── Available records
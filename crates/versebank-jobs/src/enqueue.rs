//! Entry points that start a pipeline chain.
//!
//! Arguments are validated here so a bad request is refused up front
//! instead of surfacing later as a failed job.

use std::time::Duration;

use tracing::info;
use uuid::Uuid;

use versebank_core::{
    JobScheduler, JobType, ProcessSongBatchArgs, Result, UnprocessSongBatchArgs,
};

/// Queue the first `process_song_batch` invocation.
pub async fn enqueue_process_song_batch(
    scheduler: &dyn JobScheduler,
    args: ProcessSongBatchArgs,
) -> Result<Uuid> {
    args.validate()?;
    let id = scheduler
        .run_after(
            Duration::ZERO,
            JobType::ProcessSongBatch,
            Some(serde_json::to_value(args)?),
        )
        .await?;
    info!(
        subsystem = "jobs",
        job_id = %id,
        limit = args.limit,
        min_views = args.min_views,
        recursive = args.recursive,
        "Queued process_song_batch"
    );
    Ok(id)
}

/// Queue the first `unprocess_song_batch` invocation.
pub async fn enqueue_unprocess_song_batch(
    scheduler: &dyn JobScheduler,
    args: UnprocessSongBatchArgs,
) -> Result<Uuid> {
    args.validate()?;
    let id = scheduler
        .run_after(
            Duration::ZERO,
            JobType::UnprocessSongBatch,
            Some(serde_json::to_value(args)?),
        )
        .await?;
    info!(
        subsystem = "jobs",
        job_id = %id,
        limit = args.limit,
        recursive = args.recursive,
        "Queued unprocess_song_batch"
    );
    Ok(id)
}

/// Queue the first `clear_all` invocation.
pub async fn enqueue_clear_all(scheduler: &dyn JobScheduler) -> Result<Uuid> {
    let id = scheduler
        .run_after(Duration::ZERO, JobType::ClearAll, None)
        .await?;
    info!(subsystem = "jobs", job_id = %id, "Queued clear_all");
    Ok(id)
}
────
[What to produce] Print every record exactly as written.

[Answer space]
filename crates/versebank-jobs/src/enqueue.rs
//! Entry points that start a pipeline chain.
//!
//! Arguments are validated here so a bad request is refused up front
//! instead of surfacing later as a failed job.

use std::time::Duration;

use tracing::info;
use uuid::Uuid;

use versebank_core::{
    JobScheduler, JobType, ProcessSongBatchArgs, Result, UnprocessSongBatchArgs,
};

/// Queue the first `process_song_batch` invocation.
pub async fn enqueue_process_song_batch(
    scheduler: &dyn JobScheduler,
    args: ProcessSongBatchArgs,
) -> Result<Uuid> {
    args.validate()?;
    let id = scheduler
        .run_after(
            Duration::ZERO,
            JobType::ProcessSongBatch,
            Some(serde_json::to_value(args)?),
        )
        .await?;
    info!(
        subsystem = "jobs",
        job_id = %id,
        limit = args.limit,
        min_views = args.min_views,
        recursive = args.recursive,
        "Queued process_song_batch"
    );
    Ok(id)
}

/// Queue the first `unprocess_song_batch` invocation.
pub async fn enqueue_unprocess_song_batch(
    scheduler: &dyn JobScheduler,
    args: UnprocessSongBatchArgs,
) -> Result<Uuid> {
    args.validate()?;
    let id = scheduler
        .run_after(
            Duration::ZERO,
            JobType::UnprocessSongBatch,
            Some(serde_json::to_value(args)?),
        )
        .await?;
    info!(
        subsystem = "jobs",
        job_id = %id,
        limit = args.limit,
        recursive = args.recursive,
        "Queued unprocess_song_batch"
    );
    Ok(id)
}

/// Queue the first `clear_all` invocation.
pub async fn enqueue_clear_all(scheduler: &dyn JobScheduler) -> Result<Uuid> {
    let id = scheduler
        .run_after(Duration::ZERO, JobType::ClearAll, None)
        .await?;
    info!(subsystem = "jobs", job_id = %id, "Queued clear_all");
    Ok(id)
}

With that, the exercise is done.